President Lech Walesa appointed Poland’s new government Monday, the sixth to take office since democratic reforms in 1989 and the first to be headed by a former Communist Party official.

The evening ceremony at the presidential palace ended months of wrangling between Walesa and the left-wing coalition that has governed Poland since former Communists and their allies won parliamentary elections in September, 1993.

Even with a new prime minister and a reshuffled Cabinet, the new government consists of the same coalition partners, and no significant changes in policy or direction are expected.

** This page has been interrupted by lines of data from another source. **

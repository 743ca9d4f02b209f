//! Incoming stream consumption: crawl results and new seeds.
//!
//! ```text
//! incoming stream ──► fetch (≤ batch_size, ≤ poll_timeout)
//!                       │
//!                       ├─► decode ──✗──► log, skip
//!                       │
//!                       ├─► add_seeds ─────────────────────► backend.add_seeds
//!                       ├─► page_crawled  ─► jid == current? ► backend.page_crawled
//!                       └─► request_error ─► jid == current? ► backend.request_error
//! ```

use std::sync::Arc;
use std::time::Duration;

use anyhow::{Context, Result};
use tokio::time::Instant;
use tracing::{debug, error, info};

use crate::backend::FrontierBackend;
use crate::bus::{BusMessage, StreamConsumer};
use crate::codec::Codec;
use crate::messages::FrontierMessage;
use crate::types::JobId;

/// Default number of messages pulled per cycle.
pub const DEFAULT_CONSUMER_BATCH_SIZE: usize = 128;

/// Default total time a cycle waits for messages.
pub const DEFAULT_POLL_TIMEOUT: Duration = Duration::from_secs(1);

#[derive(Debug, Clone)]
pub struct IncomingConfig {
    pub batch_size: usize,
    pub poll_timeout: Duration,
}

impl Default for IncomingConfig {
    fn default() -> Self {
        Self {
            batch_size: DEFAULT_CONSUMER_BATCH_SIZE,
            poll_timeout: DEFAULT_POLL_TIMEOUT,
        }
    }
}

/// What one incoming cycle did.
#[derive(Debug, Clone, Default, PartialEq, Eq)]
pub struct IncomingReport {
    /// Messages pulled from the stream, malformed ones included.
    pub consumed: usize,
    pub dispatched: usize,
    pub malformed: usize,
    /// Results from an older job generation.
    pub stale: usize,
    /// Decodable messages of a kind this stream does not carry.
    pub ignored: usize,
    /// The read position was invalidated and moved to the tail.
    pub offset_reset: bool,
}

pub struct IncomingPipeline {
    consumer: Box<dyn StreamConsumer>,
    codec: Arc<dyn Codec>,
    config: IncomingConfig,
}

impl IncomingPipeline {
    pub fn new(consumer: Box<dyn StreamConsumer>, codec: Arc<dyn Codec>, config: IncomingConfig) -> Self {
        Self {
            consumer,
            codec,
            config,
        }
    }

    /// Run one consumption cycle against `backend`.
    ///
    /// Messages are dispatched in the order they were pulled. Backend and
    /// bus failures abort the cycle; malformed and stale messages do not.
    pub async fn consume(&mut self, backend: &dyn FrontierBackend, job_id: JobId) -> Result<IncomingReport> {
        let deadline = Instant::now() + self.config.poll_timeout;
        let mut report = IncomingReport::default();

        while report.consumed < self.config.batch_size {
            let remaining = deadline.saturating_duration_since(Instant::now());
            let message = match self.consumer.fetch(remaining).await {
                Ok(Some(message)) => message,
                Ok(None) => break,
                Err(e) if e.is_offset_out_of_range() => {
                    self.consumer
                        .seek_to_tail()
                        .await
                        .context("failed to seek incoming stream to tail")?;
                    info!(
                        topic = self.consumer.topic(),
                        error = %e,
                        "caught offset out of range, moving to the tail of the log"
                    );
                    report.offset_reset = true;
                    break;
                }
                Err(e) => {
                    return Err(e).context("failed to fetch from incoming stream");
                }
            };

            report.consumed += 1;
            self.dispatch(message, backend, job_id, &mut report).await?;
        }

        info!(
            consumed = report.consumed,
            dispatched = report.dispatched,
            stale = report.stale,
            malformed = report.malformed,
            "consumed incoming items"
        );
        Ok(report)
    }

    async fn dispatch(
        &mut self,
        message: BusMessage,
        backend: &dyn FrontierBackend,
        job_id: JobId,
        report: &mut IncomingReport,
    ) -> Result<()> {
        let decoded = match self.codec.decode(&message.payload) {
            Ok(decoded) => decoded,
            Err(e) => {
                error!(
                    partition = message.partition,
                    offset = message.offset,
                    error = %e,
                    "decoding error"
                );
                report.malformed += 1;
                return Ok(());
            }
        };

        match decoded {
            FrontierMessage::AddSeeds { seeds } => {
                info!(count = seeds.len(), "adding seeds");
                for seed in &seeds {
                    debug!(url = %seed.url, "seed");
                }
                backend.add_seeds(seeds).await.context("backend add_seeds failed")?;
                report.dispatched += 1;
            }
            FrontierMessage::PageCrawled { response, links } => {
                debug!(url = %response.url, "page crawled");
                if response.job_id() != Some(job_id) {
                    debug!(url = %response.url, jid = ?response.job_id(), current = %job_id, "dropping stale page");
                    report.stale += 1;
                    return Ok(());
                }
                backend
                    .page_crawled(response, links)
                    .await
                    .context("backend page_crawled failed")?;
                report.dispatched += 1;
            }
            FrontierMessage::RequestError { request, error } => {
                if request.job_id() != Some(job_id) {
                    debug!(url = %request.url, jid = ?request.job_id(), current = %job_id, "dropping stale request error");
                    report.stale += 1;
                    return Ok(());
                }
                info!(url = %request.url, error = %error, "request error");
                backend
                    .request_error(request, error)
                    .await
                    .context("backend request_error failed")?;
                report.dispatched += 1;
            }
            other => {
                debug!(kind = other.kind(), "ignoring message not carried by incoming stream");
                report.ignored += 1;
            }
        }
        Ok(())
    }
}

“There are some differences in personality, but in both cases the people in positions of power are strong in their support for integrating economically, politically and militarily into the Western camp,” one Western diplomat said. “We don’t anticipate any changes.”


The truce between Walesa and the ruling coalition was made possible last week when the coalition, eager to settle its differences with the president, relented in a constitutional dispute over Walesa’s authority to appoint ministers to three key Cabinet posts.

The new government has foreign, defense and Interior ministers from outside the coalition. They were all handpicked by Walesa, and all presumably owe their allegiance to him--and not to newly appointed Prime Minister Jozef Oleksy.

Disagreement over the same three ministries helped bring down the government of former Prime Minister Waldemar Pawlak, who resigned last month after a series of run-ins with Walesa. Walesa claimed that Pawlak had interfered with his constitutional authority over the ministries.

The constitution is ambiguous about the degree of presidential influence, and many experts argued that the coalition was right to stand up to Walesa. The disputed provisions are contained in a hastily written document, known as the small, or interim, constitution, that was put together two years ago and is meant to be replaced by a permanent constitution later this year.


“Everyone knows that from the beginning I was against conflict, against fighting at the top, knowing that what Poland needs is peace and solving problems,” Oleksy said Monday in explaining why he yielded to Walesa’s demands.

Walesa indicated Monday that he is also willing to put differences aside for now. A presidential spokesman said Walesa will sign the 1995 budget legislation today. Walesa had been using the budget bill as leverage over the coalition, threatening to not sign the measure and dissolve Parliament if lawmakers did not agree to his demands.

“There is great work before you to prove to society that this government really is of a new political quality and that it can combat the affairs of this country better than the previous one,” Walesa said after swearing in the new Cabinet.

Oleksy served the past 16 months as Speaker of the Parliament and in the last Communist government was a regional Communist Party secretary and minister of trade unions.